Records excerpted from a collection:

=======

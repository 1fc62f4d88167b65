use serde::{Deserialize, Serialize};
use std::path::PathBuf;
use std::str::FromStr;

/// Page edges the packer accepts; every page is square with one of these sides.
pub const PAGE_SIZES: [u32; 7] = [64, 128, 256, 512, 1024, 2048, 4096];

/// Maximum padding between packed images, in pixels.
pub const MAX_PAD: u32 = 16;

/// String encodings understood by the binary manifest.
#[derive(Debug, Clone, Copy, Serialize, Deserialize, PartialEq, Eq)]
#[serde(rename_all = "lowercase")]
pub enum StringEncoding {
    /// Raw bytes followed by a single `0x00`.
    NullTerminated,
    /// Little-endian int16 byte length, then the bytes.
    LengthPrefixed,
    /// 7-bits-per-byte variable-length prefix (the .NET `BinaryWriter`
    /// convention: high bit set on every byte except the last).
    SevenBitPrefixed,
}

impl StringEncoding {
    /// Identifier stored in the binary manifest header.
    pub fn wire_id(self) -> u8 {
        match self {
            StringEncoding::NullTerminated => 0,
            StringEncoding::LengthPrefixed => 1,
            StringEncoding::SevenBitPrefixed => 2,
        }
    }
}

impl FromStr for StringEncoding {
    type Err = ();
    fn from_str(s: &str) -> Result<Self, Self::Err> {
        match s.to_ascii_lowercase().as_str() {
            "n" | "null" => Ok(Self::NullTerminated),
            "p" | "prefixed" => Ok(Self::LengthPrefixed),
            "7" | "7bit" => Ok(Self::SevenBitPrefixed),
            _ => Err(()),
        }
    }
}

/// The full options bag for one build, effectively immutable after argument
/// parsing. Passed by reference through the whole pipeline.
#[derive(Debug, Clone, Serialize, Deserialize)]
pub struct Config {
    /// Directory output files are written into.
    pub out_dir: PathBuf,
    /// Atlas base name (`<name>0.png`, `<name>.xml`, ...).
    pub name: String,
    /// Input directories and individual `.png` files.
    pub inputs: Vec<PathBuf>,

    /// Emit an XML manifest.
    pub xml: bool,
    /// Emit a binary manifest.
    pub binary: bool,
    /// Emit a JSON manifest.
    pub json: bool,
    /// Multiply RGB by alpha when loading.
    pub premultiply: bool,
    /// Trim transparent borders and record frame metadata.
    pub trim: bool,
    /// Trace progress to stdout.
    pub verbose: bool,
    /// Repack even when the stored hash matches.
    pub force: bool,
    /// Fold byte-identical bitmaps into a single packed copy.
    pub unique: bool,
    /// Allow 90 degree clockwise rotation while packing.
    pub rotate: bool,

    /// Max page edge; one of [`PAGE_SIZES`].
    pub size: u32,
    /// Padding between images, `0..=16`.
    pub pad: u32,
    /// String encoding used by the binary manifest.
    pub binstr: StringEncoding,
    /// Hash inputs by mtime instead of file contents.
    pub check_time: bool,
    /// Build each immediate subdirectory independently and stitch manifests.
    pub split: bool,
    /// Drop the trailing `0` from the page name when there is one page.
    pub nozero: bool,

    /// Raw invocation tokens, folded into the change-detection hash.
    pub args: Vec<String>,
}

impl Default for Config {
    fn default() -> Self {
        Self {
            out_dir: PathBuf::from("."),
            name: String::new(),
            inputs: Vec::new(),
            xml: false,
            binary: false,
            json: false,
            premultiply: false,
            trim: false,
            verbose: false,
            force: false,
            unique: false,
            rotate: false,
            size: 4096,
            pad: 1,
            binstr: StringEncoding::NullTerminated,
            check_time: false,
            split: false,
            nozero: false,
            args: Vec::new(),
        }
    }
}

impl Config {
    /// Validates option ranges and required fields.
    pub fn validate(&self) -> crate::error::Result<()> {
        use crate::error::CrunchError;

        if self.name.is_empty() {
            return Err(CrunchError::InvalidConfig(
                "output name must not be empty".into(),
            ));
        }
        if self.inputs.is_empty() {
            return Err(CrunchError::InvalidConfig(
                "at least one input file or directory is required".into(),
            ));
        }
        if !PAGE_SIZES.contains(&self.size) {
            return Err(CrunchError::InvalidConfig(format!(
                "invalid size: {} (expected one of {:?})",
                self.size, PAGE_SIZES
            )));
        }
        if self.pad > MAX_PAD {
            return Err(CrunchError::InvalidConfig(format!(
                "invalid padding value: {} (expected 0..={})",
                self.pad, MAX_PAD
            )));
        }
        Ok(())
    }

    /// Create a fluent builder for `Config`.
    pub fn builder() -> ConfigBuilder {
        ConfigBuilder::new()
    }
}

/// Builder for [`Config`] for ergonomic construction.
#[derive(Debug, Default, Clone)]
pub struct ConfigBuilder {
    cfg: Config,
}

impl ConfigBuilder {
    pub fn new() -> Self {
        Self {
            cfg: Config::default(),
        }
    }
    pub fn out_dir(mut self, v: impl Into<PathBuf>) -> Self {
        self.cfg.out_dir = v.into();
        self
    }
    pub fn name(mut self, v: impl Into<String>) -> Self {
        self.cfg.name = v.into();
        self
    }
    pub fn input(mut self, v: impl Into<PathBuf>) -> Self {
        self.cfg.inputs.push(v.into());
        self
    }
    pub fn xml(mut self, v: bool) -> Self {
        self.cfg.xml = v;
        self
    }
    pub fn binary(mut self, v: bool) -> Self {
        self.cfg.binary = v;
        self
    }
    pub fn json(mut self, v: bool) -> Self {
        self.cfg.json = v;
        self
    }
    pub fn premultiply(mut self, v: bool) -> Self {
        self.cfg.premultiply = v;
        self
    }
    pub fn trim(mut self, v: bool) -> Self {
        self.cfg.trim = v;
        self
    }
    pub fn verbose(mut self, v: bool) -> Self {
        self.cfg.verbose = v;
        self
    }
    pub fn force(mut self, v: bool) -> Self {
        self.cfg.force = v;
        self
    }
    pub fn unique(mut self, v: bool) -> Self {
        self.cfg.unique = v;
        self
    }
    pub fn rotate(mut self, v: bool) -> Self {
        self.cfg.rotate = v;
        self
    }
    pub fn size(mut self, v: u32) -> Self {
        self.cfg.size = v;
        self
    }
    pub fn pad(mut self, v: u32) -> Self {
        self.cfg.pad = v;
        self
    }
    pub fn binstr(mut self, v: StringEncoding) -> Self {
        self.cfg.binstr = v;
        self
    }
    pub fn check_time(mut self, v: bool) -> Self {
        self.cfg.check_time = v;
        self
    }
    pub fn split(mut self, v: bool) -> Self {
        self.cfg.split = v;
        self
    }
    pub fn nozero(mut self, v: bool) -> Self {
        self.cfg.nozero = v;
        self
    }
    pub fn args(mut self, v: Vec<String>) -> Self {
        self.cfg.args = v;
        self
    }
    pub fn build(self) -> Config {
        self.cfg
    }
}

=======

Above are the records; retype every one exactly.

repository 1fc62f4d88167b65
use serde::{Deserialize, Serialize};
use std::path::PathBuf;
use std::str::FromStr;

/// Page edges the packer accepts; every page is square with one of these sides.
pub const PAGE_SIZES: [u32; 7] = [64, 128, 256, 512, 1024, 2048, 4096];

/// Maximum padding between packed images, in pixels.
pub const MAX_PAD: u32 = 16;

/// String encodings understood by the binary manifest.
#[derive(Debug, Clone, Copy, Serialize, Deserialize, PartialEq, Eq)]
#[serde(rename_all = "lowercase")]
pub enum StringEncoding {
    /// Raw bytes followed by a single `0x00`.
    NullTerminated,
    /// Little-endian int16 byte length, then the bytes.
    LengthPrefixed,
    /// 7-bits-per-byte variable-length prefix (the .NET `BinaryWriter`
    /// convention: high bit set on every byte except the last).
    SevenBitPrefixed,
}

impl StringEncoding {
    /// Identifier stored in the binary manifest header.
    pub fn wire_id(self) -> u8 {
        match self {
            StringEncoding::NullTerminated => 0,
            StringEncoding::LengthPrefixed => 1,
            StringEncoding::SevenBitPrefixed => 2,
        }
    }
}

impl FromStr for StringEncoding {
    type Err = ();
    fn from_str(s: &str) -> Result<Self, Self::Err> {
        match s.to_ascii_lowercase().as_str() {
            "n" | "null" => Ok(Self::NullTerminated),
            "p" | "prefixed" => Ok(Self::LengthPrefixed),
            "7" | "7bit" => Ok(Self::SevenBitPrefixed),
            _ => Err(()),
        }
    }
}

/// The full options bag for one build, effectively immutable after argument
/// parsing. Passed by reference through the whole pipeline.
#[derive(Debug, Clone, Serialize, Deserialize)]
pub struct Config {
    /// Directory output files are written into.
    pub out_dir: PathBuf,
    /// Atlas base name (`<name>0.png`, `<name>.xml`, ...).
    pub name: String,
    /// Input directories and individual `.png` files.
    pub inputs: Vec<PathBuf>,

    /// Emit an XML manifest.
    pub xml: bool,
    /// Emit a binary manifest.
    pub binary: bool,
    /// Emit a JSON manifest.
    pub json: bool,
    /// Multiply RGB by alpha when loading.
    pub premultiply: bool,
    /// Trim transparent borders and record frame metadata.
    pub trim: bool,
    /// Trace progress to stdout.
    pub verbose: bool,
    /// Repack even when the stored hash matches.
    pub force: bool,
    /// Fold byte-identical bitmaps into a single packed copy.
    pub unique: bool,
    /// Allow 90 degree clockwise rotation while packing.
    pub rotate: bool,

    /// Max page edge; one of [`PAGE_SIZES`].
    pub size: u32,
    /// Padding between images, `0..=16`.
    pub pad: u32,
    /// String encoding used by the binary manifest.
    pub binstr: StringEncoding,
    /// Hash inputs by mtime instead of file contents.
    pub check_time: bool,
    /// Build each immediate subdirectory independently and stitch manifests.
    pub split: bool,
    /// Drop the trailing `0` from the page name when there is one page.
    pub nozero: bool,

    /// Raw invocation tokens, folded into the change-detection hash.
    pub args: Vec<String>,
}

impl Default for Config {
    fn default() -> Self {
        Self {
            out_dir: PathBuf::from("."),
            name: String::new(),
            inputs: Vec::new(),
            xml: false,
            binary: false,
            json: false,
            premultiply: false,
            trim: false,
            verbose: false,
            force: false,
            unique: false,
            rotate: false,
            size: 4096,
            pad: 1,
            binstr: StringEncoding::NullTerminated,
            check_time: false,
            split: false,
            nozero: false,
            args: Vec::new(),
        }
    }
}

impl Config {
    /// Validates option ranges and required fields.
    pub fn validate(&self) -> crate::error::Result<()> {
        use crate::error::CrunchError;

        if self.name.is_empty() {
            return Err(CrunchError::InvalidConfig(
                "output name must not be empty".into(),
            ));
        }
        if self.inputs.is_empty() {
            return Err(CrunchError::InvalidConfig(
                "at least one input file or directory is required".into(),
            ));
        }
        if !PAGE_SIZES.contains(&self.size) {
            return Err(CrunchError::InvalidConfig(format!(
                "invalid size: {} (expected one of {:?})",
                self.size, PAGE_SIZES
            )));
        }
        if self.pad > MAX_PAD {
            return Err(CrunchError::InvalidConfig(format!(
                "invalid padding value: {} (expected 0..={})",
                self.pad, MAX_PAD
            )));
        }
        Ok(())
    }

    /// Create a fluent builder for `Config`.
    pub fn builder() -> ConfigBuilder {
        ConfigBuilder::new()
    }
}

/// Builder for [`Config`] for ergonomic construction.
#[derive(Debug, Default, Clone)]
pub struct ConfigBuilder {
    cfg: Config,
}

impl ConfigBuilder {
    pub fn new() -> Self {
        Self {
            cfg: Config::default(),
        }
    }
    pub fn out_dir(mut self, v: impl Into<PathBuf>) -> Self {
        self.cfg.out_dir = v.into();
        self
    }
    pub fn name(mut self, v: impl Into<String>) -> Self {
        self.cfg.name = v.into();
        self
    }
    pub fn input(mut self, v: impl Into<PathBuf>) -> Self {
        self.cfg.inputs.push(v.into());
        self
    }
    pub fn xml(mut self, v: bool) -> Self {
        self.cfg.xml = v;
        self
    }
    pub fn binary(mut self, v: bool) -> Self {
        self.cfg.binary = v;
        self
    }
    pub fn json(mut self, v: bool) -> Self {
        self.cfg.json = v;
        self
    }
    pub fn premultiply(mut self, v: bool) -> Self {
        self.cfg.premultiply = v;
        self
    }
    pub fn trim(mut self, v: bool) -> Self {
        self.cfg.trim = v;
        self
    }
    pub fn verbose(mut self, v: bool) -> Self {
        self.cfg.verbose = v;
        self
    }
    pub fn force(mut self, v: bool) -> Self {
        self.cfg.force = v;
        self
    }
    pub fn unique(mut self, v: bool) -> Self {
        self.cfg.unique = v;
        self
    }
    pub fn rotate(mut self, v: bool) -> Self {
        self.cfg.rotate = v;
        self
    }
    pub fn size(mut self, v: u32) -> Self {
        self.cfg.size = v;
        self
    }
    pub fn pad(mut self, v: u32) -> Self {
        self.cfg.pad = v;
        self
    }
    pub fn binstr(mut self, v: StringEncoding) -> Self {
        self.cfg.binstr = v;
        self
    }
    pub fn check_time(mut self, v: bool) -> Self {
        self.cfg.check_time = v;
        self
    }
    pub fn split(mut self, v: bool) -> Self {
        self.cfg.split = v;
        self
    }
    pub fn nozero(mut self, v: bool) -> Self {
        self.cfg.nozero = v;
        self
    }
    pub fn args(mut self, v: Vec<String>) -> Self {
        self.cfg.args = v;
        self
    }
    pub fn build(self) -> Config {
        self.cfg
    }
}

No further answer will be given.